Life is full of people like that They know they’re sinners, they know they’re naked, and yet they go through life doing the very things which they hate, which disgust them, which they know are beneath them. And they know that they must somehow silence the terrible cry of their conscience, which torments them.
The soul’s alternative is to accept its situation and say: ‘I’ll do something about my nakedness. I will declare my sin. I will confess my sin and my nakedness.’ And naked though I be, I will nevertheless present myself to God. I’ll tell Him: ‘You clothe me.’ And that takes great strength. To turn to God as if nothing else in the world exists requires tremendous honesty and authenticity.

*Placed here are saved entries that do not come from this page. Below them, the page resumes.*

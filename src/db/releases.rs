//! Release persistence.

use crate::types::{ReleaseId, ReleaseStatus};
use crate::{Error, Result};
use chrono::{DateTime, Utc};

use super::{Database, NewRelease, ReleaseRow};

const RELEASE_COLUMNS: &str = "id, name, search_name, posted, category_id, group_name, poster, \
                               regex_id, req_id, nzb_ref, nzb_size, total_parts, size, completion, \
                               file_count, archive_count, par2_count, info_count, status, grabs, \
                               passworded, added, updated";

impl Database {
    /// Insert or refresh the Release keyed by (search_name, posted)
    ///
    /// The id, status, counters and `added` are written on insert only; every
    /// derived field is overwritten on each promotion. Returns the id of the
    /// stored Release and whether it was newly created.
    pub async fn upsert_release(&self, release: &NewRelease) -> Result<(ReleaseId, bool)> {
        let candidate = ReleaseId::generate();
        let now = Utc::now().timestamp();

        let stored: String = sqlx::query_scalar(
            r#"
            INSERT INTO releases (
                id, name, search_name, posted, category_id, group_name, poster, regex_id,
                req_id, nzb_ref, nzb_size, total_parts, size, completion, file_count,
                archive_count, par2_count, info_count, status, grabs, passworded, added, updated
            ) VALUES (?, ?, ?, ?, ?, ?, ?, ?, ?, ?, ?, ?, ?, ?, ?, ?, ?, ?, ?, 0, 0, ?, ?)
            ON CONFLICT(search_name, posted) DO UPDATE SET
                name = excluded.name,
                category_id = excluded.category_id,
                group_name = excluded.group_name,
                poster = excluded.poster,
                regex_id = excluded.regex_id,
                req_id = excluded.req_id,
                nzb_ref = excluded.nzb_ref,
                nzb_size = excluded.nzb_size,
                total_parts = excluded.total_parts,
                size = excluded.size,
                completion = excluded.completion,
                file_count = excluded.file_count,
                archive_count = excluded.archive_count,
                par2_count = excluded.par2_count,
                info_count = excluded.info_count,
                updated = excluded.updated
            RETURNING id
            "#,
        )
        .bind(candidate.as_str())
        .bind(&release.name)
        .bind(&release.search_name)
        .bind(release.posted.timestamp())
        .bind(release.category_id)
        .bind(&release.group_name)
        .bind(&release.poster)
        .bind(release.regex_id)
        .bind(&release.req_id)
        .bind(&release.nzb_ref)
        .bind(release.nzb_size as i64)
        .bind(i64::from(release.total_parts))
        .bind(release.size as i64)
        .bind(release.completion)
        .bind(i64::from(release.file_count))
        .bind(i64::from(release.archive_count))
        .bind(i64::from(release.par2_count))
        .bind(i64::from(release.info_count))
        .bind(ReleaseStatus::Pending.to_i32())
        .bind(now)
        .bind(now)
        .fetch_one(&self.pool)
        .await
        .map_err(|e| {
            Error::query(
                &format!("Failed to upsert release '{}'", release.search_name),
                e,
            )
        })?;

        let created = stored == candidate.as_str();
        Ok((ReleaseId(stored), created))
    }

    /// Get a Release by id
    pub async fn get_release(&self, id: &ReleaseId) -> Result<Option<ReleaseRow>> {
        sqlx::query_as::<_, ReleaseRow>(&format!(
            "SELECT {} FROM releases WHERE id = ?",
            RELEASE_COLUMNS
        ))
        .bind(id.as_str())
        .fetch_optional(&self.pool)
        .await
        .map_err(|e| Error::query("Failed to get release", e))
    }

    /// Get a Release by its dedup key
    pub async fn find_release(
        &self,
        search_name: &str,
        posted: DateTime<Utc>,
    ) -> Result<Option<ReleaseRow>> {
        sqlx::query_as::<_, ReleaseRow>(&format!(
            "SELECT {} FROM releases WHERE search_name = ? AND posted = ?",
            RELEASE_COLUMNS
        ))
        .bind(search_name)
        .bind(posted.timestamp())
        .fetch_optional(&self.pool)
        .await
        .map_err(|e| Error::query("Failed to find release", e))
    }

    /// Most recently posted Releases first
    pub async fn list_releases(&self, limit: i64) -> Result<Vec<ReleaseRow>> {
        sqlx::query_as::<_, ReleaseRow>(&format!(
            "SELECT {} FROM releases ORDER BY posted DESC, id LIMIT ?",
            RELEASE_COLUMNS
        ))
        .bind(limit)
        .fetch_all(&self.pool)
        .await
        .map_err(|e| Error::query("Failed to list releases", e))
    }

    /// Count all Releases
    pub async fn count_releases(&self) -> Result<i64> {
        sqlx::query_scalar("SELECT COUNT(*) FROM releases")
            .fetch_one(&self.pool)
            .await
            .map_err(|e| Error::query("Failed to count releases", e))
    }
}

This is the crucial point: will I accept the painful reality of my nakedness or prefer my version of the lie, my version of the fig leaf? I think many of us are confused about the appropriate role of strength and will in our repentance. I think many of us invest a great deal of our will power and a great deal of our effort into sewing fig leaves. We think that is what we are supposed to do, we are supposed to get better, supposed to be better, we are supposed to make ourselves less naked. But we can’t, so we lie to ourselves; we shift our focus, assign blame, keep busy, and above all never spend much time alone and quiet, never give ourselves an opportunity to see and feel profoundly how naked we really are.
You know one of the most common things sincere believers confess in confession is the sin of laziness. However, much of the time I think the person has fallen prey to this confusion of the role of strength and the will in our journey to Christlikeness. They confess they are lazy because they have not been able to cover their nakedness sufficiently, they have not been able to fast or pray or do good works to the level they think they are supposed to be at. But I don’t think that is what strength and will power are for. St. Paul gives us the clue. He says, “When I am weak, then I am strong” and “I rather glory in my weakness that the power of Christ may rest upon me.”
Archimandrite Aimilianos tells us that strength really is about standing naked before God and before ourselves. Faithful application of strength and the power of the will is to deny our self-justifying delusions and unlike our forefathers and foremothers to step naked out of the bushes and to present ourselves to God without excuse, without prettying ourselves up first, embracing all of our weakness, all of our shadows, all of our inability and insignificance. This is where strength is needed. This is where the power of the will is redeemed.
And if, like St. Paul, we can learn to glory in our weaknesses, if we can learn to accept the reality of our brokenness, of our impotence, of our lostness, if we can find the strength to look squarely in the mirror of our conscience and not turn away, then, then we have the possibility of being clothed by God, then we have the possibility of returning in some small ways to the relationship our foreparents had with God in Paradise. It is a long road, but at least according to Archimandrite Aimilianos, this is the real beginning. Everything up to this point is preparation. Preparation is important. The Holy Spirit is active in this preparation. But the turning point, the beginning of the actual return to Paradise is here. It is here in the acceptance of our nakedness, in the forsaking of the various fig leaves we sew and have sewn for ourselves. This is the beginning.
Strength is called for, “tremendous honesty and authenticity,” as Archimandrite Aimilianos puts it. Strength is called for, but not the strength to change, but the strength to accept yourself and to accept God’s love for us as we are. That’s the beginning.